Work item: Your job is to set down the stretch of entries that opens with the line containing "followed by zero" and closes with the line containing "of its encoding.". Keep both end lines, copy each exactly, and add nothing.

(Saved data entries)

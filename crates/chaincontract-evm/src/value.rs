//! Conversions between JSON values and alloy's dynamic ABI values.
//!
//! Input conventions:
//! - integers: JSON number, decimal string, or `0x` hex string
//! - `bytes` / `bytesN`: `0x` hex string, or plain text taken as UTF-8
//! - arrays and tuples: JSON arrays
//!
//! Output conventions: integers that fit 64 bits become JSON numbers, larger
//! ones decimal strings; addresses are EIP-55 checksummed. Byte values become
//! `0x` hex, except a `bytes32` holding printable UTF-8 text followed by zero
//! padding, which becomes that text.

use std::str::FromStr;

use alloy_dyn_abi::{DynSolType, DynSolValue};
use alloy_primitives::{Address, Function, B256, I256, U256};
use chaincontract_core::CodecError;
use serde_json::Value;

/// Returns `true` for types an event stores verbatim in a topic word.
/// Everything else is stored as the keccak256 of its encoding.
pub fn is_word(ty: &DynSolType) -> bool {
    matches!(
        ty,
        DynSolType::Uint(_)
            | DynSolType::Int(_)
            | DynSolType::Bool
            | DynSolType::Address
            | DynSolType::FixedBytes(_)
            | DynSolType::Function
    )
}

fn encode_err(ty: &DynSolType, reason: impl Into<String>) -> CodecError {
    CodecError::Encode {
        ty: ty.to_string(),
        reason: reason.into(),
    }
}

/// Convert a JSON value into a `DynSolValue` of the given type.
pub fn to_dyn_value(value: &Value, ty: &DynSolType) -> Result<DynSolValue, CodecError> {
    match ty {
        DynSolType::Bool => value
            .as_bool()
            .map(DynSolValue::Bool)
            .ok_or_else(|| encode_err(ty, format!("expected boolean, got {value}"))),

        DynSolType::Uint(bits) => {
            let u = parse_uint(value).ok_or_else(|| encode_err(ty, format!("not an unsigned integer: {value}")))?;
            if u.bit_len() > *bits {
                return Err(encode_err(ty, format!("{u} does not fit in {bits} bits")));
            }
            Ok(DynSolValue::Uint(u, *bits))
        }

        DynSolType::Int(bits) => {
            let i = parse_int(value).ok_or_else(|| encode_err(ty, format!("not a signed integer: {value}")))?;
            if *bits < 256 {
                let limit = I256::ONE << (*bits - 1);
                if i >= limit || i < -limit {
                    return Err(encode_err(ty, format!("{i} does not fit in {bits} bits")));
                }
            }
            Ok(DynSolValue::Int(i, *bits))
        }

        DynSolType::Address => {
            let s = value
                .as_str()
                .ok_or_else(|| encode_err(ty, format!("expected address string, got {value}")))?;
            let addr = Address::from_str(s).map_err(|e| encode_err(ty, e.to_string()))?;
            Ok(DynSolValue::Address(addr))
        }

        DynSolType::FixedBytes(n) => {
            let bytes = bytes_from(value, ty)?;
            if bytes.len() > *n {
                return Err(encode_err(ty, format!("{} bytes exceed bytes{n}", bytes.len())));
            }
            Ok(DynSolValue::FixedBytes(B256::right_padding_from(&bytes), *n))
        }

        DynSolType::Bytes => Ok(DynSolValue::Bytes(bytes_from(value, ty)?)),

        DynSolType::String => value
            .as_str()
            .map(|s| DynSolValue::String(s.to_string()))
            .ok_or_else(|| encode_err(ty, format!("expected string, got {value}"))),

        DynSolType::Function => {
            let bytes = bytes_from(value, ty)?;
            if bytes.len() != 24 {
                return Err(encode_err(ty, "function reference must be 24 bytes"));
            }
            Ok(DynSolValue::Function(Function::from_slice(&bytes)))
        }

        DynSolType::Array(inner) => {
            let items = array_items(value, ty)?;
            let converted = items
                .iter()
                .map(|item| to_dyn_value(item, inner))
                .collect::<Result<Vec<_>, _>>()?;
            Ok(DynSolValue::Array(converted))
        }

        DynSolType::FixedArray(inner, len) => {
            let items = array_items(value, ty)?;
            if items.len() != *len {
                return Err(encode_err(ty, format!("expected {len} elements, got {}", items.len())));
            }
            let converted = items
                .iter()
                .map(|item| to_dyn_value(item, inner))
                .collect::<Result<Vec<_>, _>>()?;
            Ok(DynSolValue::FixedArray(converted))
        }

        DynSolType::Tuple(types) => {
            let items = array_items(value, ty)?;
            if items.len() != types.len() {
                return Err(encode_err(ty, format!("expected {} members, got {}", types.len(), items.len())));
            }
            let converted = items
                .iter()
                .zip(types)
                .map(|(item, t)| to_dyn_value(item, t))
                .collect::<Result<Vec<_>, _>>()?;
            Ok(DynSolValue::Tuple(converted))
        }
    }
}

/// Convert a decoded `DynSolValue` into its JSON form.
pub fn to_json(value: DynSolValue) -> Value {
    match value {
        DynSolValue::Bool(b) => Value::Bool(b),
        DynSolValue::Uint(u, _) => match u64::try_from(u) {
            Ok(small) => Value::from(small),
            Err(_) => Value::from(u.to_string()),
        },
        DynSolValue::Int(i, _) => match i64::try_from(i) {
            Ok(small) => Value::from(small),
            Err(_) => Value::from(i.to_string()),
        },
        DynSolValue::FixedBytes(word, 32) => match padded_text(&word[..]) {
            Some(text) => Value::from(text),
            None => Value::from(hex_string(&word[..])),
        },
        DynSolValue::FixedBytes(word, size) => Value::from(hex_string(&word[..size])),
        DynSolValue::Address(a) => Value::from(a.to_checksum(None)),
        DynSolValue::Function(f) => Value::from(hex_string(f.as_slice())),
        DynSolValue::Bytes(b) => Value::from(hex_string(&b)),
        DynSolValue::String(s) => Value::from(s),
        DynSolValue::Array(items) | DynSolValue::FixedArray(items) | DynSolValue::Tuple(items) => {
            Value::Array(items.into_iter().map(to_json).collect())
        }
    }
}

/// Text of a right-padded word: printable UTF-8 followed only by zero bytes.
fn padded_text(word: &[u8]) -> Option<&str> {
    let end = word.iter().rposition(|b| *b != 0)? + 1;
    let text = std::str::from_utf8(&word[..end]).ok()?;
    (!text.chars().any(char::is_control)).then_some(text)
}

pub fn hex_string(bytes: &[u8]) -> String {
    format!("0x{}", hex::encode(bytes))
}

/// Decode a `0x`-prefixed (or bare) hex string.
pub fn decode_hex(s: &str) -> Result<Vec<u8>, CodecError> {
    let digits = s.strip_prefix("0x").unwrap_or(s);
    Ok(hex::decode(digits)?)
}

fn parse_uint(value: &Value) -> Option<U256> {
    match value {
        Value::Number(n) => n.as_u64().map(U256::from),
        // ruint parses decimal, and hex with a 0x prefix
        Value::String(s) => U256::from_str(s.trim()).ok(),
        _ => None,
    }
}

fn parse_int(value: &Value) -> Option<I256> {
    match value {
        Value::Number(n) => n.as_i64().and_then(|i| I256::try_from(i).ok()),
        Value::String(s) => {
            let s = s.trim();
            if s.starts_with("0x") || s.starts_with("-0x") {
                I256::from_hex_str(s).ok()
            } else {
                I256::from_dec_str(s).ok()
            }
        }
        _ => None,
    }
}

fn bytes_from(value: &Value, ty: &DynSolType) -> Result<Vec<u8>, CodecError> {
    match value {
        Value::String(s) if s.starts_with("0x") => decode_hex(s),
        Value::String(s) => Ok(s.as_bytes().to_vec()),
        Value::Array(items) => items
            .iter()
            .map(|b| b.as_u64().and_then(|b| u8::try_from(b).ok()))
            .collect::<Option<Vec<u8>>>()
            .ok_or_else(|| encode_err(ty, "byte arrays must hold integers 0..=255")),
        other => Err(encode_err(ty, format!("expected hex string, got {other}"))),
    }
}

fn array_items<'a>(value: &'a Value, ty: &DynSolType) -> Result<&'a Vec<Value>, CodecError> {
    value
        .as_array()
        .ok_or_else(|| encode_err(ty, format!("expected JSON array, got {value}")))
}

#[cfg(test)]
mod tests {
    use super::*;
    use serde_json::json;

    fn roundtrip(value: Value, ty: &str) -> Value {
        let ty: DynSolType = ty.parse().unwrap();
        let encoded = DynSolValue::Tuple(vec![to_dyn_value(&value, &ty).unwrap()]).abi_encode_params();
        let decoded = DynSolType::Tuple(vec![ty])
            .abi_decode_params(&encoded)
            .unwrap();
        match to_json(decoded) {
            Value::Array(mut items) => items.remove(0),
            other => panic!("expected tuple, got {other}"),
        }
    }

    #[test]
    fn uint_roundtrip() {
        assert_eq!(roundtrip(json!(42), "uint256"), json!(42));
        assert_eq!(roundtrip(json!("0x2a"), "uint8"), json!(42));
        let big = "115792089237316195423570985008687907853269984665640564039457584007913129639935";
        assert_eq!(roundtrip(json!(big), "uint256"), json!(big));
    }

    #[test]
    fn int_roundtrip() {
        assert_eq!(roundtrip(json!(-5), "int24"), json!(-5));
        assert_eq!(roundtrip(json!("-170141183460469231731687303715884105728"), "int256"),
            json!("-170141183460469231731687303715884105728"));
    }

    #[test]
    fn bytes32_roundtrip() {
        let word = format!("0x{}", "ab".repeat(32));
        assert_eq!(roundtrip(json!(word.clone()), "bytes32"), json!(word));
        // Text input is right-padded and comes back as text.
        assert_eq!(roundtrip(json!("Hello"), "bytes32"), json!("Hello"));
        let padded_hex = format!("0x48656c6c6f{}", "00".repeat(27));
        assert_eq!(roundtrip(json!(padded_hex), "bytes32"), json!("Hello"));
    }

    #[test]
    fn bytes32_without_text_stays_hex() {
        let zero = format!("0x{}", "00".repeat(32));
        assert_eq!(roundtrip(json!(zero.clone()), "bytes32"), json!(zero));
        let control = format!("0x0148{}", "00".repeat(30));
        assert_eq!(roundtrip(json!(control.clone()), "bytes32"), json!(control));
        // shorter fixed sizes are always hex
        assert_eq!(roundtrip(json!("0x4869"), "bytes2"), json!("0x4869"));
    }

    #[test]
    fn word_types() {
        assert!(is_word(&DynSolType::Address));
        assert!(is_word(&DynSolType::FixedBytes(32)));
        assert!(!is_word(&DynSolType::String));
        assert!(!is_word(&DynSolType::Array(Box::new(DynSolType::Bool))));
    }

    #[test]
    fn dynamic_bytes_and_string_roundtrip() {
        assert_eq!(roundtrip(json!("0xdeadbeef"), "bytes"), json!("0xdeadbeef"));
        assert_eq!(roundtrip(json!("hello world"), "string"), json!("hello world"));
    }

    #[test]
    fn address_roundtrip_is_checksummed() {
        let lower = "0xd8da6bf26964af9d7eed9e03e53415d37aa96045";
        assert_eq!(
            roundtrip(json!(lower), "address"),
            json!("0xd8dA6BF26964aF9D7eEd9e03E53415D37aA96045")
        );
    }

    #[test]
    fn arrays_and_tuples_roundtrip() {
        assert_eq!(roundtrip(json!([1, 2, 3]), "uint16[]"), json!([1, 2, 3]));
        assert_eq!(roundtrip(json!([true, false]), "bool[2]"), json!([true, false]));
        assert_eq!(
            roundtrip(json!([7, "gm", ["0x01", "0x0203"]]), "(uint8,string,bytes[])"),
            json!([7, "gm", ["0x01", "0x0203"]])
        );
    }

    #[test]
    fn out_of_range_values_are_rejected() {
        let ty: DynSolType = "uint8".parse().unwrap();
        assert!(to_dyn_value(&json!(256), &ty).is_err());
        let ty: DynSolType = "int8".parse().unwrap();
        assert!(to_dyn_value(&json!(-129), &ty).is_err());
        assert!(to_dyn_value(&json!(-128), &ty).is_ok());
        let ty: DynSolType = "bytes2".parse().unwrap();
        assert!(to_dyn_value(&json!("0x010203"), &ty).is_err());
    }

    #[test]
    fn fixed_array_length_is_checked() {
        let ty: DynSolType = "uint8[2]".parse().unwrap();
        assert!(to_dyn_value(&json!([1, 2, 3]), &ty).is_err());
    }
}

Task response:
//! `0x` hex, except a `bytes32` holding printable UTF-8 text followed by zero
//! padding, which becomes that text.

use std::str::FromStr;

use alloy_dyn_abi::{DynSolType, DynSolValue};
use alloy_primitives::{Address, Function, B256, I256, U256};
use chaincontract_core::CodecError;
use serde_json::Value;

/// Returns `true` for types an event stores verbatim in a topic word.
/// Everything else is stored as the keccak256 of its encoding.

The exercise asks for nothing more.